Stored data entries:
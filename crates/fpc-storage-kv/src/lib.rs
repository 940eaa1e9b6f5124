//! Key-value backend for [`fpc_storage::Storage`].
//!
//! Emulates a directory tree on top of a hash-capable key-value store so that
//! several web servers can share one page cache:
//!
//! - every directory is a hash key named by its path
//! - a directory hash holds `::self::ctime::` plus, per child,
//!   `::content::<name>` and `::mtime::<name>` fields
//! - subdirectories are registered in their parent like files, so listing
//!   a directory only reads one hash
//! - advisory locks are `lock:<path>` keys set with NX and a TTL
//!
//! [`MemoryKv`] is an in-process store for tests and single-node setups.
//! Anything speaking the same primitives (a Redis client, for instance) can
//! implement [`KvStore`].

mod handle;
mod memory;
mod storage;
mod store;

pub use memory::MemoryKv;
pub use storage::KvStorage;
pub use store::{KvError, KvStore};
use std::time::Duration;

use fpc_storage::{StorageError, StorageErrorKind};

/// Key-value store errors.
#[derive(Debug, thiserror::Error)]
pub enum KvError {
    /// The store could not be reached or rejected the command.
    #[error("store unavailable: {0}")]
    Unavailable(String),
    /// A hash command hit a plain key or the other way round.
    #[error("wrong value type for key {0}")]
    WrongType(String),
}

impl KvError {
    pub(crate) fn into_storage(self, path: impl Into<std::path::PathBuf>) -> StorageError {
        let kind = match self {
            Self::Unavailable(_) => StorageErrorKind::Unavailable,
            Self::WrongType(_) => StorageErrorKind::Other,
        };
        StorageError::new(kind)
            .with_path(path)
            .with_backend(crate::storage::BACKEND)
            .with_source(self)
    }
}

/// The hash and string primitives the directory emulation needs.
///
/// Semantics follow Redis: hash commands on a missing key behave as on an
/// empty hash, and a hash key disappears when its last field is deleted.
pub trait KvStore: Send + Sync {
    /// `HGET key field`.
    fn hget(&self, key: &str, field: &str) -> Result<Option<Vec<u8>>, KvError>;

    /// `HSET key field value`.
    fn hset(&self, key: &str, field: &str, value: &[u8]) -> Result<(), KvError>;

    /// `HSETNX key field value`. Returns whether the field was set.
    fn hset_nx(&self, key: &str, field: &str, value: &[u8]) -> Result<bool, KvError>;

    /// `HDEL key field...`. Returns the number of fields removed.
    fn hdel(&self, key: &str, fields: &[&str]) -> Result<usize, KvError>;

    /// `HEXISTS key field`.
    fn hexists(&self, key: &str, field: &str) -> Result<bool, KvError>;

    /// `HLEN key`.
    fn hlen(&self, key: &str) -> Result<usize, KvError>;

    /// `HKEYS key`.
    fn hkeys(&self, key: &str) -> Result<Vec<String>, KvError>;

    /// `DEL key`. Returns whether something was removed.
    fn del(&self, key: &str) -> Result<bool, KvError>;

    /// `RENAME from to`, replacing `to`.
    fn rename(&self, from: &str, to: &str) -> Result<(), KvError>;

    /// All keys starting with `prefix` (`SCAN MATCH prefix*`).
    fn keys_with_prefix(&self, prefix: &str) -> Result<Vec<String>, KvError>;

    /// `SET key value NX PX ttl`. Returns whether the key was set.
    fn set_nx_px(&self, key: &str, value: &[u8], ttl: Duration) -> Result<bool, KvError>;
}
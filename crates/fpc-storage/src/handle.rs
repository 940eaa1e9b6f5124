//! Sequential file handles with advisory locking.

use std::io::SeekFrom;
use std::ops::{Deref, DerefMut};

use crate::storage::StorageError;

/// How a handle is opened.
#[derive(Clone, Copy, Debug, PartialEq, Eq)]
pub enum OpenMode {
    /// Read only. The file must exist.
    Read,
    /// Read and write, creating the file if missing, keeping its contents.
    ReadWrite,
    /// Read and write, creating the file if missing, discarding its contents.
    Truncate,
}

/// Advisory lock request.
#[derive(Clone, Copy, Debug, PartialEq, Eq)]
pub enum LockKind {
    /// Many readers.
    Shared,
    /// Single writer.
    Exclusive,
    /// Release a held lock.
    Unlock,
}

/// Byte-stream handle over one file.
///
/// Locks are advisory and cross-process: every participant must lock through
/// the same backend for them to mean anything. Writes go to the current
/// position; [`flush`](Self::flush) makes them visible to other handles.
pub trait FileHandle: Send {
    /// Move the position. Returns the new absolute position.
    fn seek(&mut self, pos: SeekFrom) -> Result<u64, StorageError>;

    /// Current absolute position.
    fn tell(&mut self) -> Result<u64, StorageError>;

    /// Read up to `len` bytes from the current position.
    fn read(&mut self, len: usize) -> Result<Vec<u8>, StorageError>;

    /// Read up to and including the next `\n`, returning the line without its
    /// terminator. Returns `None` at end of file.
    fn read_line(&mut self) -> Result<Option<Vec<u8>>, StorageError>;

    /// Write at the current position.
    fn write(&mut self, data: &[u8]) -> Result<(), StorageError>;

    /// Push buffered writes to the backend.
    fn flush(&mut self) -> Result<(), StorageError>;

    /// Cut the file to `len` bytes.
    fn truncate(&mut self, len: u64) -> Result<(), StorageError>;

    /// Acquire or release an advisory lock, blocking until acquired.
    fn lock(&mut self, kind: LockKind) -> Result<(), StorageError>;

    /// Whether the position is at or past the end of the file.
    fn eof(&mut self) -> Result<bool, StorageError>;

    /// Flush, release any lock and close.
    fn close(self: Box<Self>) -> Result<(), StorageError>;
}

/// A locked handle that unlocks when dropped.
///
/// Use this for every read-modify-write section so the lock is released on
/// every exit path, including `?` returns.
pub struct HandleLock<'a> {
    handle: &'a mut dyn FileHandle,
}

impl<'a> HandleLock<'a> {
    /// Lock `handle` with `kind` (shared or exclusive).
    pub fn acquire(handle: &'a mut dyn FileHandle, kind: LockKind) -> Result<Self, StorageError> {
        handle.lock(kind)?;
        Ok(Self { handle })
    }
}

impl<'a> Deref for HandleLock<'a> {
    type Target = dyn FileHandle + 'a;

    fn deref(&self) -> &Self::Target {
        &*self.handle
    }
}

impl DerefMut for HandleLock<'_> {
    fn deref_mut(&mut self) -> &mut Self::Target {
        &mut *self.handle
    }
}

impl Drop for HandleLock<'_> {
    fn drop(&mut self) {
        if let Err(e) = self.handle.flush() {
            tracing::warn!(error = %e, "Failed to flush before unlocking");
        }
        if let Err(e) = self.handle.lock(LockKind::Unlock) {
            tracing::warn!(error = %e, "Failed to release lock");
        }
    }
}
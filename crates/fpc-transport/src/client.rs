use std::time::Duration;

use ureq::Agent;
use ureq::http;

use crate::{Request, Response, Transport, TransportError};

/// [`Transport`] over HTTPS with `ureq`.
pub struct HttpTransport {
    agent: Agent,
    base_url: String,
}

impl HttpTransport {
    /// Transport for the service at `base_url`.
    ///
    /// `timeout` bounds the whole exchange, `connect_timeout` only the
    /// connection setup.
    #[must_use]
    pub fn new(base_url: &str, connect_timeout: Duration, timeout: Duration) -> Self {
        let agent = Agent::config_builder()
            .timeout_connect(Some(connect_timeout))
            .timeout_global(Some(timeout))
            .http_status_as_error(false)
            .allow_non_standard_methods(true)
            .build()
            .into();

        Self {
            agent,
            base_url: base_url.trim_end_matches('/').to_owned(),
        }
    }

    /// Absolute URL for a request path.
    #[must_use]
    pub fn url_for(&self, path: &str) -> String {
        if path.starts_with("http://") || path.starts_with("https://") {
            path.to_owned()
        } else {
            format!("{}/{}", self.base_url, path.trim_start_matches('/'))
        }
    }

    fn builder(&self, request: &Request) -> Result<http::request::Builder, TransportError> {
        let method = http::Method::from_bytes(request.method.as_bytes())
            .map_err(|e| TransportError::Fatal(e.to_string()))?;
        let mut builder = http::Request::builder()
            .method(method)
            .uri(self.url_for(&request.path));
        for (name, value) in &request.headers {
            builder = builder.header(name, value);
        }
        if let Some(cookie) = request.cookie_header() {
            builder = builder.header("Cookie", cookie);
        }
        Ok(builder)
    }
}

impl Transport for HttpTransport {
    fn send(&self, request: &Request) -> Result<Response, TransportError> {
        let builder = self.builder(request)?;
        let result = if request.has_body() {
            let http_request = builder
                .header("Content-Type", "application/x-www-form-urlencoded")
                .body(request.encoded_body().into_bytes())
                .map_err(|e| TransportError::Fatal(e.to_string()))?;
            self.agent.run(http_request)
        } else {
            let http_request = builder
                .body(())
                .map_err(|e| TransportError::Fatal(e.to_string()))?;
            self.agent.run(http_request)
        };

        let response = result?;
        let code = response.status().as_u16();
        let headers = response
            .headers()
            .iter()
            .filter_map(|(name, value)| {
                Some((name.as_str().to_owned(), value.to_str().ok()?.to_owned()))
            })
            .collect();
        let body = response.into_body().read_to_vec()?;

        tracing::debug!(method = %request.method, path = %request.path, code, "Remote call");
        Ok(Response {
            code,
            headers,
            body,
        })
    }
}
use std::path::{Path, PathBuf};

use crate::md5_hex;

/// Sequences replaced by `-` when building a version 1 or debug directory
/// name, applied in this order.
const UNSAFE_SEQUENCES: [&str; 10] = ["/", "?", ":", ";", "=", "&", ".", "--", "%", "~"];

const INVALIDATED_SUFFIX: &str = "_i";

/// Directory hashing scheme.
#[derive(Debug, Clone, Copy, Default, PartialEq, Eq)]
pub enum PathVersion {
    /// MD5 of the URL after unsafe characters are replaced.
    #[default]
    V1,
    /// MD5 of the raw URL.
    V2,
}

impl PathVersion {
    /// Version from the site config's `URLPathVersion`. Unknown values fall
    /// back to version 1.
    #[must_use]
    pub fn from_config(version: Option<u8>) -> Self {
        match version {
            Some(2) => Self::V2,
            _ => Self::V1,
        }
    }
}

/// How URL directories are named.
#[derive(Debug, Clone, Copy, Default, PartialEq, Eq)]
pub struct PathLayout {
    pub version: PathVersion,
    /// Use the readable sanitized URL instead of a hash.
    pub debug: bool,
}

fn sanitize(url: &str) -> String {
    UNSAFE_SEQUENCES
        .iter()
        .fold(url.to_owned(), |acc, seq| acc.replace(seq, "-"))
}

/// Directory holding every cache file of `url` under `base`.
///
/// The invalidated family lives in a sibling directory with an `_i` suffix.
#[must_use]
pub fn url_dir(base: &Path, url: &str, use_invalidated: bool, layout: PathLayout) -> PathBuf {
    let mut name = if layout.debug {
        sanitize(url)
    } else {
        match layout.version {
            PathVersion::V1 => md5_hex(sanitize(url)),
            PathVersion::V2 => md5_hex(url),
        }
    };
    if use_invalidated {
        name.push_str(INVALIDATED_SUFFIX);
    }
    base.join(name)
}
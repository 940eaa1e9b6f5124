//! Per-site element revision, rotated by global purges.

use std::collections::BTreeMap;
use std::path::PathBuf;
use std::sync::Arc;
use std::time::{SystemTime, UNIX_EPOCH};

use fpc_storage::{Storage, StorageExt};

use crate::md5_hex;

const REVISION_FILE: &str = "element-revision.json";
const REVISION_PREFIX: &str = "nitro-";
const REVISION_HASH_LEN: usize = 7;

/// Revision string stored in `element-revision.json`, keyed by site id.
///
/// A new revision is generated on first use after every refresh. Storage
/// failures are logged and otherwise ignored.
pub struct ElementRevision {
    storage: Arc<dyn Storage>,
    site_id: String,
    path: PathBuf,
}

impl ElementRevision {
    pub fn new(storage: Arc<dyn Storage>, site_id: impl Into<String>) -> Self {
        Self {
            storage,
            site_id: site_id.into(),
            path: PathBuf::from(REVISION_FILE),
        }
    }

    /// The current revision, generating one if none is stored.
    pub fn get(&self) -> String {
        let mut revisions = self.load();
        if let Some(revision) = revisions.get(&self.site_id).filter(|r| !r.is_empty()) {
            return revision.clone();
        }

        let nanos = SystemTime::now()
            .duration_since(UNIX_EPOCH)
            .map_or(0, |d| d.as_nanos());
        let mut hash = md5_hex(nanos.to_string());
        hash.truncate(REVISION_HASH_LEN);
        let revision = format!("{REVISION_PREFIX}{hash}");

        revisions.insert(self.site_id.clone(), revision.clone());
        self.save(&revisions);
        revision
    }

    /// Drop the stored revision so the next [`get`](Self::get) makes a new one.
    pub fn refresh(&self) {
        let mut revisions = self.load();
        revisions.insert(self.site_id.clone(), String::new());
        self.save(&revisions);
    }

    fn load(&self) -> BTreeMap<String, String> {
        match self.storage.read_json(&self.path) {
            Ok(revisions) => revisions.unwrap_or_default(),
            Err(e) => {
                tracing::debug!(error = %e, "Ignoring unreadable element revisions");
                BTreeMap::new()
            }
        }
    }

    fn save(&self, revisions: &BTreeMap<String, String>) {
        if let Err(e) = self.storage.write_json(&self.path, revisions) {
            tracing::warn!(error = %e, "Failed to store element revision");
        }
    }
}
use fpc_storage::StorageError;

/// Errors from health and backlog files.
#[derive(Debug, thiserror::Error)]
pub enum BacklogError {
    #[error(transparent)]
    Storage(#[from] StorageError),

    #[error("Invalid backlog entry: {0}")]
    Entry(String),

    #[error("Failed to encode backlog entry: {0}")]
    Encode(#[from] serde_json::Error),

    #[error("Backlog file was removed during each of {attempts} append attempts")]
    Contended { attempts: u32 },

    /// Replay kept failing for longer than the backlog may live. Needs an
    /// operator to purge the cache and delete the backlog.
    #[error("Backlog replay did not complete within {ttl} seconds")]
    ReplayTimeout { ttl: u64 },
}
//! CLI error types.

use fpc_backlog::BacklogError;
use fpc_config::ConfigError;
use fpc_core::CoreError;

/// CLI error type.
#[derive(Debug, thiserror::Error)]
pub(crate) enum CliError {
    #[error("{0}")]
    Config(#[from] ConfigError),

    #[error("{0}")]
    Core(#[from] CoreError),

    #[error("{0}")]
    Backlog(#[from] BacklogError),

    #[error("{0}")]
    Validation(String),
}
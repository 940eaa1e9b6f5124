//! Site config document delivered by the remote service.
//!
//! Stored as `<site_id>-config.json` in the data directory. Field names are
//! the service's PascalCase names. Fields this client does not understand are
//! kept verbatim so writing the document back never loses data.

use std::path::{Path, PathBuf};

use fpc_storage::{Storage, StorageExt};
use serde::{Deserialize, Serialize};

use crate::ConfigError;

/// Page cache policy.
#[derive(Debug, Clone, Default, PartialEq, Eq, Serialize, Deserialize)]
#[serde(rename_all = "PascalCase", default)]
pub struct PageCacheConfig {
    /// Seconds a fresh page is served.
    pub expire_time: u64,
    /// Seconds an invalidated page may still be served.
    pub stale_expire_time: u64,
    /// Cookie name patterns that take part in the cache key.
    pub supported_cookies: Vec<String>,
}

/// A toggled list of URL patterns.
#[derive(Debug, Clone, Default, PartialEq, Eq, Serialize, Deserialize)]
#[serde(default)]
pub struct UrlList {
    #[serde(rename = "Status")]
    pub status: bool,
    #[serde(rename = "URLs")]
    pub urls: Vec<String>,
}

/// AJAX URL patterns. Standalone URLs are cacheable without a cached parent
/// page.
#[derive(Debug, Clone, Default, PartialEq, Eq, Serialize, Deserialize)]
#[serde(default)]
pub struct AjaxUrls {
    #[serde(rename = "Status")]
    pub status: bool,
    #[serde(rename = "URLs")]
    pub urls: Vec<String>,
    #[serde(rename = "StandaloneURLs")]
    pub standalone_urls: Vec<String>,
}

/// One excluded-cookie rule. An empty `values` list excludes every value.
#[derive(Debug, Clone, Default, PartialEq, Eq, Serialize, Deserialize)]
#[serde(default)]
pub struct CookieExclude {
    pub name: String,
    pub values: Vec<String>,
}

#[derive(Debug, Clone, Default, PartialEq, Eq, Serialize, Deserialize)]
#[serde(rename_all = "PascalCase", default)]
pub struct ExcludedCookies {
    pub status: bool,
    pub cookies: Vec<CookieExclude>,
}

/// Varnish-style reverse proxy settings.
#[derive(Debug, Clone, Default, PartialEq, Eq, Serialize, Deserialize)]
#[serde(rename_all = "PascalCase", default)]
pub struct VarnishConfig {
    /// `host` or `host:port` of every proxy to purge.
    pub servers: Vec<String>,
    pub purge_all_url: String,
    pub purge_all_method: String,
    pub purge_single_method: String,
}

#[derive(Debug, Clone, Default, PartialEq, Eq, Serialize, Deserialize)]
#[serde(rename_all = "PascalCase", default)]
pub struct CacheIntegrations {
    #[serde(skip_serializing_if = "Option::is_none")]
    pub varnish: Option<VarnishConfig>,
}

/// The site config document.
#[derive(Debug, Clone, Default, PartialEq, Serialize, Deserialize)]
#[serde(rename_all = "PascalCase", default)]
pub struct SiteConfig {
    pub page_cache: PageCacheConfig,
    #[serde(rename = "EnabledURLs")]
    pub enabled_urls: UrlList,
    #[serde(rename = "DisabledURLs")]
    pub disabled_urls: UrlList,
    #[serde(rename = "AjaxURLs")]
    pub ajax_urls: AjaxUrls,
    pub excluded_cookies: ExcludedCookies,
    /// Query parameter name patterns stripped during URL normalization.
    pub ignored_params: Vec<String>,
    /// Expected `x-nitro-rev` of cached pages.
    #[serde(skip_serializing_if = "Option::is_none")]
    pub revision_hash: Option<String>,
    /// Cache directory hashing scheme. Missing or 0 means 1.
    #[serde(rename = "URLPathVersion", skip_serializing_if = "Option::is_none")]
    pub url_path_version: Option<u8>,
    pub cache_integrations: CacheIntegrations,
    /// Unix time the document was fetched. 0 forces a refetch.
    pub last_fetch: u64,
    #[serde(rename = "SDKVersion", skip_serializing_if = "Option::is_none")]
    pub sdk_version: Option<String>,
    #[serde(flatten)]
    pub extra: serde_json::Map<String, serde_json::Value>,
}

impl SiteConfig {
    /// Parse a JSON document.
    pub fn from_json(raw: &str) -> Result<Self, ConfigError> {
        Ok(serde_json::from_str(raw)?)
    }

    /// Revision pages must carry to be served, if the site sets one.
    #[must_use]
    pub fn revision(&self) -> Option<&str> {
        self.revision_hash.as_deref().filter(|r| !r.is_empty())
    }

    /// Varnish settings when at least one server is configured.
    #[must_use]
    pub fn varnish(&self) -> Option<&VarnishConfig> {
        self.cache_integrations
            .varnish
            .as_ref()
            .filter(|v| !v.servers.is_empty())
    }
}

/// Loads and saves the site config document through [`Storage`].
#[derive(Debug, Clone)]
pub struct ConfigStore {
    path: PathBuf,
}

impl ConfigStore {
    /// Store for `site_id`, at `<site_id>-config.json` under the storage root.
    #[must_use]
    pub fn new(site_id: &str) -> Self {
        Self {
            path: PathBuf::from(format!("{site_id}-config.json")),
        }
    }

    #[must_use]
    pub fn path(&self) -> &Path {
        &self.path
    }

    /// Read the stored document.
    ///
    /// Returns `Ok(None)` when nothing has been stored yet.
    pub fn load(&self, storage: &dyn Storage) -> Result<Option<SiteConfig>, ConfigError> {
        Ok(storage.read_json(&self.path)?)
    }

    /// Write the document.
    pub fn save(&self, storage: &dyn Storage, config: &SiteConfig) -> Result<(), ConfigError> {
        storage.write_json(&self.path, config)?;
        Ok(())
    }

    /// Set `LastFetch` to 0 so the next request refetches the document.
    ///
    /// Does nothing when no document is stored.
    pub fn reset_last_fetch(&self, storage: &dyn Storage) -> Result<(), ConfigError> {
        let Some(mut config) = self.load(storage)? else {
            return Ok(());
        };
        config.last_fetch = 0;
        self.save(storage, &config)?;
        tracing::debug!(path = %self.path.display(), "Reset site config fetch time");
        Ok(())
    }
}
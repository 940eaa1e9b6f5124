//! Purges for reverse proxies (Varnish and alike) in front of the site.

use std::collections::BTreeMap;
use std::sync::Arc;

use fpc_transport::{Request, ResponseStatus, Transport};
use rayon::prelude::*;
use url::Url;

/// Sends purge requests for a URL to every configured proxy server.
///
/// Each request goes to the server's address while carrying the URL's own
/// `Host`, so the proxy drops the entry it keeps for that URL.
pub struct ReverseProxy {
    transport: Arc<dyn Transport>,
    servers: Vec<String>,
    headers: BTreeMap<String, String>,
}

impl ReverseProxy {
    /// Proxy purger for `servers`, each `host` or `host:port`.
    pub fn new(transport: Arc<dyn Transport>, servers: Vec<String>) -> Self {
        Self {
            transport,
            servers,
            headers: BTreeMap::new(),
        }
    }

    /// Send `value` as header `name` with every purge.
    #[must_use]
    pub fn with_header(mut self, name: impl Into<String>, value: impl Into<String>) -> Self {
        self.headers.insert(name.into(), value.into());
        self
    }

    /// Send `method` for `url` to every server in parallel.
    ///
    /// Failures are logged. Returns how many servers accepted the purge.
    pub fn purge(&self, url: &str, method: &str) -> usize {
        if self.servers.is_empty() {
            return 0;
        }
        let target = match Url::parse(url) {
            Ok(target) => target,
            Err(e) => {
                tracing::warn!(url, error = %e, "Skipping proxy purge of invalid URL");
                return 0;
            }
        };
        let Some(host) = host_header(&target) else {
            tracing::warn!(url, "Skipping proxy purge of URL without host");
            return 0;
        };

        self.servers
            .par_iter()
            .filter(|server| self.purge_on(server, &target, &host, method))
            .count()
    }

    fn purge_on(&self, server: &str, target: &Url, host: &str, method: &str) -> bool {
        let Some(redirected) = redirect(target, server) else {
            tracing::warn!(server, "Invalid proxy server address");
            return false;
        };
        let mut request = Request::new(method, redirected.as_str()).header("Host", host);
        for (name, value) in &self.headers {
            request = request.header(name.as_str(), value.as_str());
        }

        match self.transport.send(&request) {
            Ok(response) if response.status() == ResponseStatus::Ok => {
                tracing::debug!(server, url = %target, method, "Purged proxy cache");
                true
            }
            Ok(response) => {
                tracing::warn!(server, url = %target, code = response.code, "Proxy rejected purge");
                false
            }
            Err(e) => {
                tracing::warn!(server, url = %target, error = %e, "Proxy purge failed");
                false
            }
        }
    }
}

/// `host[:port]` as the URL addresses it.
fn host_header(url: &Url) -> Option<String> {
    let host = url.host_str()?;
    Some(match url.port() {
        Some(port) => format!("{host}:{port}"),
        None => host.to_owned(),
    })
}

/// `url` with its authority replaced by `server`.
fn redirect(url: &Url, server: &str) -> Option<Url> {
    let (host, port) = match server.rsplit_once(':') {
        Some((host, port)) => (host, Some(port.parse::<u16>().ok()?)),
        None => (server, None),
    };
    let mut redirected = url.clone();
    redirected.set_host(Some(host)).ok()?;
    redirected.set_port(port).ok()?;
    Some(redirected)
}
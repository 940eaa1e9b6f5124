//! Error types for remote cache service calls.

use fpc_backlog::BacklogError;
use fpc_transport::{Response, ResponseStatus, TransportError};

/// Error from a remote cache service call.
#[derive(Debug, thiserror::Error)]
pub enum ApiError {
    /// The service is known to be down or answered 503. Callers fall back to
    /// local-only work.
    #[error("Service unavailable: {0}")]
    ServiceDown(String),

    /// Every attempt failed before a response arrived.
    #[error(transparent)]
    Transport(#[from] TransportError),

    /// The service rejected the request.
    #[error("{context}: {status} {message}")]
    Status {
        context: &'static str,
        status: u16,
        message: String,
    },

    /// The response body was not the expected JSON.
    #[error("Invalid response")]
    Json(#[from] serde_json::Error),

    /// Recording the request in the backlog failed.
    #[error(transparent)]
    Backlog(#[from] BacklogError),

    /// The worker pool for a batch could not be started.
    #[error("Failed to start worker pool: {0}")]
    Pool(String),
}

impl ApiError {
    /// Error for a response that is not OK. A 503 means the service is down.
    #[must_use]
    pub fn from_response(response: &Response, context: &'static str) -> Self {
        let message = response.error_message();
        if response.status() == ResponseStatus::ServiceUnavailable {
            return Self::ServiceDown(format!("{context}: {message}"));
        }
        Self::Status {
            context,
            status: response.code,
            message,
        }
    }

    #[must_use]
    pub fn is_service_down(&self) -> bool {
        matches!(self, Self::ServiceDown(_))
    }
}

#[cfg(test)]
mod tests {
    use super::*;
    use pretty_assertions::assert_eq;

    #[test]
    fn test_from_response_classifies_503() {
        let down = ApiError::from_response(&Response::new(503), "Error while purging cache");
        let rejected = ApiError::from_response(
            &Response::new(400).with_body(r#"{"error": "Invalid URL"}"#),
            "Error while purging cache",
        );

        assert!(down.is_service_down());
        assert_eq!(
            rejected.to_string(),
            "Error while purging cache: 400 Invalid URL"
        );
        assert!(!rejected.is_service_down());
    }
}
use std::fmt;

/// Which part of the exchange ran out of time.
#[derive(Debug, Clone, Copy, PartialEq, Eq)]
pub enum TimeoutPhase {
    /// Resolving or connecting. Nothing reached the server.
    Connect,
    /// Waiting for or reading the response. The server may have acted on
    /// the request.
    Read,
}

impl fmt::Display for TimeoutPhase {
    fn fmt(&self, f: &mut fmt::Formatter<'_>) -> fmt::Result {
        match self {
            Self::Connect => f.write_str("connect"),
            Self::Read => f.write_str("read"),
        }
    }
}

/// Transport failure, classified for retry decisions.
#[derive(Debug, Clone, PartialEq, Eq, thiserror::Error)]
pub enum TransportError {
    #[error("Request timed out ({phase}): {message}")]
    Timeout { phase: TimeoutPhase, message: String },

    #[error("Connection failed: {0}")]
    Connection(String),

    /// Not worth retrying: bad URL, TLS setup, protocol errors.
    #[error("Request failed: {0}")]
    Fatal(String),
}

impl TransportError {
    /// Timeouts and connection failures may succeed on another attempt.
    #[must_use]
    pub fn is_retryable(&self) -> bool {
        matches!(self, Self::Timeout { .. } | Self::Connection(_))
    }

    /// The request went out but the response did not arrive in time.
    #[must_use]
    pub fn is_read_timeout(&self) -> bool {
        matches!(
            self,
            Self::Timeout {
                phase: TimeoutPhase::Read,
                ..
            }
        )
    }
}

impl From<ureq::Error> for TransportError {
    fn from(err: ureq::Error) -> Self {
        let message = err.to_string();
        match err {
            ureq::Error::Timeout(ureq::Timeout::Resolve | ureq::Timeout::Connect) => Self::Timeout {
                phase: TimeoutPhase::Connect,
                message,
            },
            ureq::Error::Timeout(_) => Self::Timeout {
                phase: TimeoutPhase::Read,
                message,
            },
            ureq::Error::ConnectionFailed | ureq::Error::HostNotFound | ureq::Error::Io(_) => {
                Self::Connection(message)
            }
            _ => Self::Fatal(message),
        }
    }
}

#[cfg(test)]
mod tests {
    use super::*;

    #[test]
    fn test_classification() {
        let read = TransportError::Timeout {
            phase: TimeoutPhase::Read,
            message: "recv".to_owned(),
        };
        let connect = TransportError::Timeout {
            phase: TimeoutPhase::Connect,
            message: "connect".to_owned(),
        };

        assert!(read.is_retryable());
        assert!(read.is_read_timeout());
        assert!(connect.is_retryable());
        assert!(!connect.is_read_timeout());
        assert!(TransportError::Connection("refused".to_owned()).is_retryable());
        assert!(!TransportError::Fatal("bad uri".to_owned()).is_retryable());
    }

    #[test]
    fn test_from_ureq_error() {
        assert!(TransportError::from(ureq::Error::Timeout(ureq::Timeout::Connect)).is_retryable());
        assert!(
            TransportError::from(ureq::Error::Timeout(ureq::Timeout::RecvResponse))
                .is_read_timeout()
        );
        assert_eq!(
            TransportError::from(ureq::Error::HostNotFound),
            TransportError::Connection(ureq::Error::HostNotFound.to_string())
        );
        assert!(matches!(
            TransportError::from(ureq::Error::BadUri("x".to_owned())),
            TransportError::Fatal(_)
        ));
    }

    #[test]
    fn test_display() {
        let err = TransportError::Timeout {
            phase: TimeoutPhase::Read,
            message: "timeout: recv_response".to_owned(),
        };

        assert_eq!(
            err.to_string(),
            "Request timed out (read): timeout: recv_response"
        );
    }
}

Work instructions:
Copy out each line of the records above that includes "VarnishConfig".

Expected answer:
pub struct VarnishConfig {
    pub varnish: Option<VarnishConfig>,
    pub fn varnish(&self) -> Option<&VarnishConfig> {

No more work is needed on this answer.